Tree testing and card sorting Yelp’s support content

10 min read Kathryn Reeves

Knowledge bases are tricky things to get right. They need a solid information architecture that equally enables writers to add content easily and accurately, and users to get information easily and quickly.

A challenge? Yes! But impossible…? Of course not!

We recently ran a study on Yelp’s desktop website as part of a redesign exercise for an ebook, and our eye was caught by one of Yelp’s support sites.  We thought it would be fun — yes, fun — to run a tree test and an open card sort on the site’s information architecture, and then use the results to piece together a new one.

This article shares the objectives, structures, and results of the two studies. It doesn’t end in resolution, but is rather the kick-off point for what comes next: redesigning and retesting the information architecture. We’ll be sharing this process, and the outcomes, in a future post. For now, feel free to analyze the data and add your own design recommmendations in the comments.

Now first, let’s confront a common argument against investing in IA design.

Why should we care about information architecture when we have search?

In an article for Nielson Norman Group, Raluca Bidiu raises this question, and on first glance it seems to have an obvious answer. The more powerful and accurate search functions become, the less a strong information architecture matters, right?

Not quite. Bidiu concludes that ‘when websites prioritize search over navigation, users must invest cognitive effort to create queries and deal with the weak site search.’

If users go to the search box because the navigation is unclear, they won’t actually know what is available to search, ending in unclear results. Search also requires users ‘to recall information from their memory…[to] come up with a meaningful query’, thereby increasing cognitive strain.’

In contrast, when navigation labels are clear, users are able to ‘recognize rather than recall’, which is a much easier task that improves usability (which is why it’s included in Jakob’s Nielson’s ten usability heuristics). Make it easy for people. Anticipate their questions and needs, and structure your information in a way that suits them.

We ran a tree test to assess  the findability of content on Yelp’s support site

yelp blog

Tree testing shows us how users interact with an information architecture in the absence of a search function, design, and other navigation elements. Participants are presented with a task and are asked to click through the tree until they land on a page where they think they’ll find the answer. They then click a button that says ‘I’d find it here’, and move on to the next task. For this tree test, we wanted to:

  • test the clarity and effectiveness of the information architecture
  • reveal which parts of the support site language or navigation confused users.

We uploaded the entire site map of Yelp’s support site to form the tree.
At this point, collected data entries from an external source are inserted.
//! Loop-invariant code motion.
//!
//! Per loop: iteratively mark instructions whose operands are all literals,
//! parameters, out-of-loop definitions, or already-marked invariants; then
//! hoist the marked instructions, in mark order, to the loop pre-header.
//! Mark order is a topological order of the data dependencies among marked
//! instructions, so operands always land in the pre-header before their
//! users.
//!
//! Hoisting conditions, per instruction:
//! - its block dominates every exit block of the loop;
//! - it is the only assignment to its value in the loop and all in-loop uses
//!   are reached from it alone (both trivially true under SSA, kept as named
//!   predicates);
//! - every operand is defined outside the loop or was itself hoisted.
//!
//! An instruction is moved, not cloned, immediately before the pre-header's
//! terminator; its SSA identity and all uses stay valid.

use std::fmt;

use crate::analysis::cfg::ControlFlowGraph;
use crate::analysis::dominators::DominatorTree;
use crate::analysis::loop_info::{Loop, LoopId, LoopInfo};
use crate::common::fx_hash::{FxHashMap, FxHashSet};
use crate::ir::ir::{for_each_operand_in_instruction, Instruction, IrFunction, Operand, Value};

/// Run LICM on every loop of `func`, innermost loops first. Returns whether
/// any instruction moved.
pub fn run(func: &mut IrFunction, out: &mut dyn fmt::Write) -> bool {
    let cfg = ControlFlowGraph::compute(func);
    let dom = DominatorTree::compute(&cfg);
    let loop_info = LoopInfo::compute(&cfg, &dom);
    let mut changed = false;
    for id in loop_info.ids_innermost_first() {
        changed |= run_on_loop(func, &cfg, &dom, &loop_info, id, out);
    }
    changed
}

/// Run LICM on one loop. Does nothing without a unique pre-header.
pub fn run_on_loop(
    func: &mut IrFunction,
    cfg: &ControlFlowGraph,
    dom: &DominatorTree,
    loop_info: &LoopInfo,
    id: LoopId,
    out: &mut dyn fmt::Write,
) -> bool {
    let Some(preheader) = loop_info.preheader(cfg, id) else {
        return false;
    };
    let lp = loop_info.get(id);
    let def_block = def_blocks(func);

    // Invariance detection. Ordered: the list grows in dependency order.
    let mut marked: Vec<Value> = Vec::new();
    let mut marked_set: FxHashSet<Value> = FxHashSet::default();
    loop {
        let mut new_marks = false;
        for &b in &lp.blocks {
            // Instructions owned by a nested loop are handled by the nested
            // invocation.
            if loop_info.innermost_loop_of(b) != Some(id) {
                continue;
            }
            for inst in &func.blocks[b].instructions {
                let Some(dest) = inst.dest() else {
                    continue;
                };
                if marked_set.contains(&dest) {
                    continue;
                }
                if is_invariant(lp, &def_block, &marked_set, inst) {
                    log::trace!("licm: {inst} is invariant");
                    marked.push(dest);
                    marked_set.insert(dest);
                    new_marks = true;
                }
            }
        }
        if !new_marks {
            break;
        }
    }

    // Hoisting, in mark order.
    let exits = loop_info.exit_blocks(cfg, id);
    let mut hoisted: FxHashSet<Value> = FxHashSet::default();
    let mut moved = 0usize;
    for &dest in &marked {
        let parent = def_block[&dest];
        let index = match func.blocks[parent]
            .instructions
            .iter()
            .position(|inst| inst.dest() == Some(dest))
        {
            Some(index) => index,
            None => panic!(
                "licm: no instruction defining {dest} in {}",
                func.blocks[parent].label
            ),
        };
        let hoistable = {
            let inst = &func.blocks[parent].instructions[index];
            dominates_all_exits(dom, parent, &exits)
                && assigns_once_in_loop(dest)
                && uses_reached_only_from_def(dest)
                && operands_hoisted_or_outside(lp, &def_block, &hoisted, inst)
        };
        if !hoistable {
            continue;
        }
        let inst = func.blocks[parent].instructions.remove(index);
        let _ = writeln!(out, "licm: hoisted {moved}: {inst}");
        // Before the pre-header's terminator, i.e. at the end of its body.
        func.blocks[preheader].instructions.push(inst);
        hoisted.insert(dest);
        moved += 1;
    }

    let _ = writeln!(out, "licm: invariants marked: {}", marked.len());
    let _ = writeln!(out, "licm: instructions hoisted: {moved}");
    moved > 0
}

/// Defining block index per value. Parameters have no entry.
fn def_blocks(func: &IrFunction) -> FxHashMap<Value, usize> {
    let mut map = FxHashMap::default();
    for (block_idx, block) in func.blocks.iter().enumerate() {
        for inst in &block.instructions {
            if let Some(dest) = inst.dest() {
                map.insert(dest, block_idx);
            }
        }
    }
    map
}

/// Whether `inst` computes the same value on every iteration of `lp`.
///
/// The instruction must be safe to execute speculatively, must not read
/// memory, and must not be a landing pad; every operand must be a literal, a
/// parameter, an out-of-loop definition, or an already-marked invariant.
fn is_invariant(
    lp: &Loop,
    def_block: &FxHashMap<Value, usize>,
    marked: &FxHashSet<Value>,
    inst: &Instruction,
) -> bool {
    if !inst.is_safe_to_speculatively_execute() {
        return false;
    }
    if inst.may_read_memory() {
        return false;
    }
    if inst.is_landing_pad() {
        return false;
    }
    let mut operands_invariant = true;
    for_each_operand_in_instruction(inst, |op| {
        let Operand::Value(v) = op else {
            return; // literal constant
        };
        match def_block.get(v) {
            None => {} // function parameter
            Some(&b) if !lp.contains(b) => {}
            Some(_) if marked.contains(v) => {}
            Some(_) => operands_invariant = false,
        }
    });
    operands_invariant
}

fn dominates_all_exits(dom: &DominatorTree, block: usize, exits: &[usize]) -> bool {
    exits.iter().all(|&exit| dom.dominates(block, exit))
}

/// Under SSA a value has exactly one assignment, inside or outside any loop.
fn assigns_once_in_loop(_dest: Value) -> bool {
    true
}

/// Under SSA every use of a value is reached from its single definition.
fn uses_reached_only_from_def(_dest: Value) -> bool {
    true
}

/// Every value operand is defined outside the loop or already sits in the
/// pre-header.
fn operands_hoisted_or_outside(
    lp: &Loop,
    def_block: &FxHashMap<Value, usize>,
    hoisted: &FxHashSet<Value>,
    inst: &Instruction,
) -> bool {
    let mut ok = true;
    for_each_operand_in_instruction(inst, |op| {
        if let Operand::Value(v) = op {
            if let Some(&b) = def_block.get(v) {
                if lp.contains(b) && !hoisted.contains(v) {
                    ok = false;
                }
            }
        }
    });
    ok
}
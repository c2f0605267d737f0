//! Server execution logic.

use std::{future::Future, sync::Arc};

use axum::{Router, routing::get};
use tokio::net::TcpListener;
use tower_http::trace::TraceLayer;

use crate::{
    config::{PumpConfig, ServerConfig},
    usecase::Hub,
};

use super::{
    handler::{get_room_detail, get_rooms, health_check, websocket_handler},
    signal::shutdown_signal,
    state::AppState,
};

/// WebSocket chat server
///
/// # Example
///
/// ```ignore
/// let server = Server::new(hub, PumpConfig::default());
/// server.run(&ServerConfig::default()).await?;
/// ```
pub struct Server {
    hub: Arc<Hub>,
    pump: PumpConfig,
}

impl Server {
    pub fn new(hub: Arc<Hub>, pump: PumpConfig) -> Self {
        Self { hub, pump }
    }

    /// Build the router with all endpoints
    pub fn router(&self) -> Router {
        let app_state = Arc::new(AppState {
            hub: self.hub.clone(),
            pump: self.pump,
        });

        Router::new()
            // WebSocket エンドポイント
            .route("/ws", get(websocket_handler))
            // HTTP エンドポイント
            .route("/api/health", get(health_check))
            .route("/api/rooms", get(get_rooms))
            .route("/api/rooms/{name}", get(get_room_detail))
            .layer(TraceLayer::new_for_http())
            .with_state(app_state)
    }

    /// Bind to `config` and serve until Ctrl+C / SIGTERM.
    ///
    /// # Errors
    ///
    /// Returns an error if the server fails to bind to the address or
    /// if there's an error during server execution.
    pub async fn run(self, config: &ServerConfig) -> Result<(), Box<dyn std::error::Error>> {
        let bind_addr = config.bind_addr();
        let listener = TcpListener::bind(&bind_addr).await?;

        tracing::info!(
            "WebSocket chat server listening on {}",
            listener.local_addr()?
        );
        tracing::info!("Connect to: ws://{}/ws?room=<name>", bind_addr);
        tracing::info!("Press Ctrl+C to shutdown gracefully");

        let hub = self.hub.clone();
        let shutdown = async move {
            shutdown_signal().await;
            hub.shutdown("Server is shutting down").await;
        };
        self.serve(listener, shutdown).await?;

        tracing::info!("Server shutdown complete");
        Ok(())
    }

    /// Serve on an already bound listener until `shutdown` resolves.
    pub async fn serve<F>(self, listener: TcpListener, shutdown: F) -> std::io::Result<()>
    where
        F: Future<Output = ()> + Send + 'static,
    {
        axum::serve(listener, self.router())
            .with_graceful_shutdown(shutdown)
            .await
    }
}
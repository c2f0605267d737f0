//! WebSocket message DTOs.
//!
//! One JSON object per frame, in both directions.

use serde::{Deserialize, Serialize};

/// Message type discriminator (`"type"` field)
#[derive(Debug, Clone, Copy, PartialEq, Eq, Serialize, Deserialize)]
#[serde(rename_all = "kebab-case")]
pub enum MessageType {
    #[serde(alias = "message")]
    Chat,
    Join,
    #[serde(alias = "auth")]
    Authenticate,
    AuthResult,
    Error,
    System,
}

impl MessageType {
    pub fn as_str(&self) -> &'static str {
        match self {
            Self::Chat => "chat",
            Self::Join => "join",
            Self::Authenticate => "authenticate",
            Self::AuthResult => "auth-result",
            Self::Error => "error",
            Self::System => "system",
        }
    }
}

/// Wire message
///
/// Inbound frames may omit everything except `type`; outbound frames always
/// carry a `timestamp`.
#[derive(Debug, Clone, PartialEq, Eq, Serialize, Deserialize)]
pub struct WireMessage {
    pub r#type: MessageType,
    #[serde(default, skip_serializing_if = "Option::is_none")]
    pub sender: Option<String>,
    #[serde(default, skip_serializing_if = "Option::is_none")]
    pub room: Option<String>,
    #[serde(default)]
    pub content: String,
    /// RFC 3339
    #[serde(default, skip_serializing_if = "Option::is_none")]
    pub timestamp: Option<String>,
}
The tree is made up of first, second, third, and fourth level titles of each page on the site — a total of 295 pages:


We also wrote ten typical user tasks (such as finding out if Yelp can remove bad reviews) that represented what semi-frequent users might want to learn from the support site. We then sourced American participants (because Yelp is very popular in America). And in the pre-activity question we asked them how often they access support material on Yelp (which told us that 77% of participants had done so, and 45% had more than 6 times).

How Yelp’s support site scored overall

Tree testing measures two things: task success, which is the percentage of participants who clicked the correct destination; and task directness, which is the percentage of participants who went directly to a destination without backtracking, regardless of the correctness of their answer.

The average success and directness scores across all ten tasks are shown in the results overview:


Below, we examine three tasks in detail: we’ll look at a high-scoring task so you can see what counts for success when testing an IA with Treejack, and then we’ll look at two low-scoring tasks — the results of which might strongly influence our redesign.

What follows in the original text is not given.